I have some data like this:
df <-
tibble::tibble(
x = rep(1:3, each = 2),
y = c(10, NA, NA, 20, NA, NA)
) |>
print()
#> # A tibble: 6 × 2
#> x y
#> <int> <dbl>
#> 1 1 10
#> 2 1 NA
#> 3 2 NA
#> 4 2 20
#> 5 3 NA
#> 6 3 NA
For each value of x
, I want to capture the first non-missing value of y
or NA if all values of y
are missing. So my desired output is this:
#> # A tibble: 3 × 2
#> x y
#> <int> <dbl>
#> 1 1 10
#> 2 2 20
#> 3 3 NA
I thought that a grouped summary using coalesce()

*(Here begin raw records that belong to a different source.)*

//! Caller lookup and organization-scoped authorization.
//!
//! Every resource resolves to an owning organization by walking its parents
//! (VM to vApp to VDC to organization). Callers outside that organization get the same
//! `NotFound` as for an absent resource, so handles cannot be probed across tenants.
//! System administrators bypass the check.

use super::Orchestrator;
use crate::error::OrchestratorError;
use crate::urn::{CatalogItemRef, Kind, ResourceKey};
use tracing::{debug, warn};
use uuid::Uuid;
use vcd_store::{Catalog, Organization, Role, User, VApp, Vdc, Vm};

/// Access mode requested on a resource
#[derive(Debug, Clone, Copy, PartialEq, Eq)]
pub enum Action {
    /// Inspect the resource
    Read,
    /// Modify, power or delete the resource
    Write,
}

/// Resource resolved from a handle, together with its parents
#[derive(Debug, Clone)]
pub enum Resource {
    /// An organization
    Org(Organization),
    /// A user with their organization
    User {
        /// The user
        user: User,
        /// Owning organization
        org: Organization,
    },
    /// A VDC with its organization
    Vdc {
        /// The VDC
        vdc: Vdc,
        /// Owning organization
        org: Organization,
    },
    /// A catalog with its organization
    Catalog {
        /// The catalog
        catalog: Catalog,
        /// Owning organization
        org: Organization,
    },
    /// Catalog items only exist in the cluster; the catalog is known for scoped handles
    CatalogItem {
        /// Decoded item reference
        item: CatalogItemRef,
        /// Catalog named by a scoped handle
        catalog: Option<Catalog>,
    },
    /// A vApp with its VDC and organization
    VApp {
        /// The vApp
        vapp: VApp,
        /// Containing VDC
        vdc: Vdc,
        /// Owning organization
        org: Organization,
    },
    /// A VM with its vApp, VDC and organization
    Vm {
        /// The VM
        vm: Vm,
        /// Containing vApp
        vapp: VApp,
        /// Containing VDC
        vdc: Vdc,
        /// Owning organization
        org: Organization,
    },
}

impl Resource {
    /// Owning organization, when the resource has one
    pub fn org(&self) -> Option<&Organization> {
        match self {
            Resource::Org(org) => Some(org),
            Resource::User { org, .. }
            | Resource::Vdc { org, .. }
            | Resource::Catalog { org, .. }
            | Resource::VApp { org, .. }
            | Resource::Vm { org, .. } => Some(org),
            Resource::CatalogItem { .. } => None,
        }
    }
}

/// Fail unless the caller is a system administrator
pub fn require_system_admin(caller: &User) -> Result<(), OrchestratorError> {
    if caller.role == Role::SystemAdmin {
        Ok(())
    } else {
        Err(OrchestratorError::AccessDenied(
            "operation requires the system administrator role".to_string(),
        ))
    }
}

impl Orchestrator {
    /// Look up the calling user
    ///
    /// Unknown and disabled users are both rejected with `AccessDenied`.
    pub async fn caller(&self, user_id: Uuid) -> Result<User, OrchestratorError> {
        match self.store.get_user(user_id).await? {
            Some(user) if user.enabled => Ok(user),
            Some(_) => Err(OrchestratorError::AccessDenied("user is disabled".to_string())),
            None => {
                debug!("Unknown caller {}", user_id);
                Err(OrchestratorError::AccessDenied("unknown user".to_string()))
            }
        }
    }

    /// Resolve any handle to its resource, enforcing access for `action`
    pub async fn resolve_access(&self, caller_id: Uuid, handle: &str, action: Action) -> Result<Resource, OrchestratorError> {
        let caller = self.caller(caller_id).await?;
        let (kind, key) = self.codec.decode(handle)?;
        match (kind, key) {
            (Kind::Org, ResourceKey::Id(id)) => Ok(Resource::Org(self.resolve_org(&caller, id, action).await?)),
            (Kind::User, ResourceKey::Id(id)) => {
                let not_found = || self.not_found(Kind::User, id);
                let user = self.store.get_user(id).await?.ok_or_else(not_found)?;
                let org = self.store.get_org(user.org_id).await?.ok_or_else(not_found)?;
                authorize(&caller, &org, action, not_found)?;
                Ok(Resource::User { user, org })
            }
            (Kind::Vdc, ResourceKey::Id(id)) => {
                let (vdc, org) = self.resolve_vdc(&caller, id, action).await?;
                Ok(Resource::Vdc { vdc, org })
            }
            (Kind::Catalog, ResourceKey::Id(id)) => {
                let catalog = self.resolve_catalog(&caller, id, action).await?;
                let org = self
                    .store
                    .get_org(catalog.org_id)
                    .await?
                    .ok_or_else(|| self.not_found(Kind::Catalog, id))?;
                Ok(Resource::Catalog { catalog, org })
            }
            (Kind::CatalogItem, ResourceKey::CatalogItem(item)) => {
                if action == Action::Write {
                    return Err(OrchestratorError::AccessDenied("catalog items are read-only".to_string()));
                }
                let catalog = match item.catalog_id() {
                    Some(catalog_id) => Some(self.resolve_catalog(&caller, catalog_id, Action::Read).await?),
                    None => {
                        self.require_any_catalog(&caller).await?;
                        None
                    }
                };
                Ok(Resource::CatalogItem { item, catalog })
            }
            (Kind::VApp, ResourceKey::Id(id)) => {
                let (vapp, vdc, org) = self.resolve_vapp(&caller, id, action).await?;
                Ok(Resource::VApp { vapp, vdc, org })
            }
            (Kind::Vm, ResourceKey::Id(id)) => {
                let (vm, vapp, vdc, org) = self.resolve_vm(&caller, id, action).await?;
                Ok(Resource::Vm { vm, vapp, vdc, org })
            }
            (kind, _) => Err(OrchestratorError::InvalidRequest(format!(
                "{} handles do not name a stored resource",
                kind
            ))),
        }
    }

    pub(crate) async fn resolve_org(&self, caller: &User, id: Uuid, action: Action) -> Result<Organization, OrchestratorError> {
        let not_found = || self.not_found(Kind::Org, id);
        let org = self.store.get_org(id).await?.ok_or_else(not_found)?;
        authorize(caller, &org, action, not_found)?;
        Ok(org)
    }

    pub(crate) async fn resolve_vdc(&self, caller: &User, id: Uuid, action: Action) -> Result<(Vdc, Organization), OrchestratorError> {
        let not_found = || self.not_found(Kind::Vdc, id);
        let vdc = self.store.get_vdc(id).await?.ok_or_else(not_found)?;
        let org = self.store.get_org(vdc.org_id).await?.ok_or_else(not_found)?;
        authorize(caller, &org, action, not_found)?;
        if action == Action::Write && !vdc.enabled && caller.role != Role::SystemAdmin {
            return Err(OrchestratorError::AccessDenied(format!("VDC {} is disabled", vdc.name)));
        }
        Ok((vdc, org))
    }

    /// Published catalogs are readable by every organization
    pub(crate) async fn resolve_catalog(&self, caller: &User, id: Uuid, action: Action) -> Result<Catalog, OrchestratorError> {
        let not_found = || self.not_found(Kind::Catalog, id);
        let catalog = self.store.get_catalog(id).await?.ok_or_else(not_found)?;
        if catalog.published && action == Action::Read {
            return Ok(catalog);
        }
        let org = self.store.get_org(catalog.org_id).await?.ok_or_else(not_found)?;
        authorize(caller, &org, action, not_found)?;
        Ok(catalog)
    }

    pub(crate) async fn resolve_vapp(
        &self,
        caller: &User,
        id: Uuid,
        action: Action,
    ) -> Result<(VApp, Vdc, Organization), OrchestratorError> {
        let not_found = || self.not_found(Kind::VApp, id);
        let vapp = self.store.get_vapp(id).await?.ok_or_else(not_found)?;
        let vdc = self.store.get_vdc(vapp.vdc_id).await?.ok_or_else(not_found)?;
        let org = self.store.get_org(vdc.org_id).await?.ok_or_else(not_found)?;
        authorize(caller, &org, action, not_found)?;
        Ok((vapp, vdc, org))
    }

    pub(crate) async fn resolve_vm(
        &self,
        caller: &User,
        id: Uuid,
        action: Action,
    ) -> Result<(Vm, VApp, Vdc, Organization), OrchestratorError> {
        let not_found = || self.not_found(Kind::Vm, id);
        let vm = self.store.get_vm(id).await?.ok_or_else(not_found)?;
        let vapp = self.store.get_vapp(vm.vapp_id).await?.ok_or_else(not_found)?;
        let vdc = self.store.get_vdc(vapp.vdc_id).await?.ok_or_else(not_found)?;
        let org = self.store.get_org(vdc.org_id).await?.ok_or_else(not_found)?;
        authorize(caller, &org, action, not_found)?;
        Ok((vm, vapp, vdc, org))
    }

    /// Coarse check for catalog items whose owning catalog is unknown
    pub(crate) async fn require_any_catalog(&self, caller: &User) -> Result<(), OrchestratorError> {
        if caller.role == Role::SystemAdmin {
            return Ok(());
        }
        if self.store.list_accessible_catalogs(caller.org_id).await?.is_empty() {
            return Err(OrchestratorError::AccessDenied("no accessible catalog".to_string()));
        }
        warn!(
            "Catalog item access for user {} checked against catalog membership only",
            caller.name
        );
        Ok(())
    }

    pub(crate) fn not_found(&self, kind: Kind, id: Uuid) -> OrchestratorError {
        OrchestratorError::NotFound(self.codec.encode_id(kind, id))
    }
}

/// Check the caller against the owning organization
///
/// Cross-organization access yields the caller-supplied `NotFound`.
fn authorize<F>(caller: &User, org: &Organization, action: Action, not_found: F) -> Result<(), OrchestratorError>
where
    F: FnOnce() -> OrchestratorError,
{
    if caller.role == Role::SystemAdmin {
        return Ok(());
    }
    if caller.org_id != org.id {
        return Err(not_found());
    }
    if !org.enabled {
        return Err(OrchestratorError::AccessDenied(format!(
            "organization {} is disabled",
            org.name
        )));
    }
    if action == Action::Write && caller.role == Role::ReadOnly {
        return Err(OrchestratorError::AccessDenied("read-only user".to_string()));
    }
    Ok(())
}

#[cfg(test)]
#[path = "access_test.rs"]
mod access_test;
//! # Fibonacci Backoff
//!
//! Requeue delays for the status watcher. The delay grows along the Fibonacci
//! sequence, more slowly than exponential backoff, so a store outage does not push
//! status updates minutes into the future after a couple of failures.
//!
//! Sequence with the watcher defaults: 5s, 5s, 10s, 15s, 25s, 40s, 65s, 105s, 120s (max).

use std::time::Duration;

/// Fibonacci backoff calculator, in whole seconds
#[derive(Debug, Clone)]
pub struct FibonacciBackoff {
    min_secs: u64,
    prev_secs: u64,
    current_secs: u64,
    max_secs: u64,
}

impl FibonacciBackoff {
    /// Create a backoff starting at `min` and capped at `max`
    ///
    /// Sub-second durations are rounded down; a zero minimum is raised to one second
    /// so the sequence always advances.
    #[must_use]
    pub fn new(min: Duration, max: Duration) -> Self {
        let min_secs = min.as_secs().max(1);
        Self {
            min_secs,
            prev_secs: 0,
            current_secs: min_secs,
            max_secs: max.as_secs().max(min_secs),
        }
    }

    /// Get the next delay in seconds and advance the sequence
    pub fn next_backoff_seconds(&mut self) -> u64 {
        let result = self.current_secs;
        let next = self.prev_secs + self.current_secs;
        self.prev_secs = self.current_secs;
        self.current_secs = next.min(self.max_secs);
        result
    }

    /// Get the next delay as a `Duration` and advance the sequence
    #[must_use]
    pub fn next_backoff(&mut self) -> Duration {
        Duration::from_secs(self.next_backoff_seconds())
    }

    /// Reset to the initial state
    pub fn reset(&mut self) {
        self.prev_secs = 0;
        self.current_secs = self.min_secs;
    }

    /// Delay for the `error_count`-th consecutive failure (stateless, 0-indexed)
    #[must_use]
    pub fn calculate_for_error_count(error_count: u32, min: Duration, max: Duration) -> Duration {
        let mut backoff = Self::new(min, max);
        let mut delay = backoff.next_backoff();
        for _ in 0..error_count {
            delay = backoff.next_backoff();
            if delay.as_secs() >= backoff.max_secs {
                break;
            }
        }
        delay
    }
}

#[cfg(test)]
mod tests {
    use super::*;

    fn secs(s: u64) -> Duration {
        Duration::from_secs(s)
    }

    #[test]
    fn test_fibonacci_backoff_sequence() {
        let mut backoff = FibonacciBackoff::new(secs(5), secs(120));
        let seq: Vec<u64> = (0..10).map(|_| backoff.next_backoff_seconds()).collect();
        assert_eq!(seq, vec![5, 5, 10, 15, 25, 40, 65, 105, 120, 120]);
    }

    #[test]
    fn test_reset() {
        let mut backoff = FibonacciBackoff::new(secs(5), secs(120));
        for _ in 0..5 {
            backoff.next_backoff();
        }
        backoff.reset();
        assert_eq!(backoff.next_backoff(), secs(5));
        assert_eq!(backoff.next_backoff(), secs(5));
        assert_eq!(backoff.next_backoff(), secs(10));
    }

    #[test]
    fn test_zero_minimum_still_advances() {
        let mut backoff = FibonacciBackoff::new(Duration::ZERO, secs(3));
        assert_eq!(backoff.next_backoff_seconds(), 1);
        assert_eq!(backoff.next_backoff_seconds(), 1);
        assert_eq!(backoff.next_backoff_seconds(), 2);
        assert_eq!(backoff.next_backoff_seconds(), 3);
        assert_eq!(backoff.next_backoff_seconds(), 3);
    }

    #[test]
    fn test_calculate_for_error_count_matches_sequence() {
        let min = secs(5);
        let max = secs(120);
        assert_eq!(FibonacciBackoff::calculate_for_error_count(0, min, max), secs(5));
        assert_eq!(FibonacciBackoff::calculate_for_error_count(1, min, max), secs(5));
        assert_eq!(FibonacciBackoff::calculate_for_error_count(2, min, max), secs(10));
        assert_eq!(FibonacciBackoff::calculate_for_error_count(5, min, max), secs(40));
        assert_eq!(FibonacciBackoff::calculate_for_error_count(50, min, max), secs(120));
    }
}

would do this, but it's not working...
df |>
dplyr::group_by(x) |>
dplyr::summarise(
y = dplyr::coalesce(y),
.groups = "drop"
)
#> # A tibble: 6 × 2
#> x y
#> <int> <dbl>
#> 1 1 10
#> 2 1 NA
#> 3 2 NA
#> 4 2 20
#> 5 3 NA
#> 6 3 NA
This is because coalesce()
wants separate arguments, not a vector. So I can get around this by transforming the vector into a list and giving that list as arguments to the function:
library(dplyr)
df |>
group_by(x) |>
summarise(
y = do.call("coalesce", as.list(y)),
.groups = "drop"
)
#> # A tibble: 3 × 2
#> x y
#> <int> <dbl>
#> 1 1 10
#> 2 2 20
#> 3 3 NA
But this is not ideal. Is there another function that does what coalesce()
does but within a vector?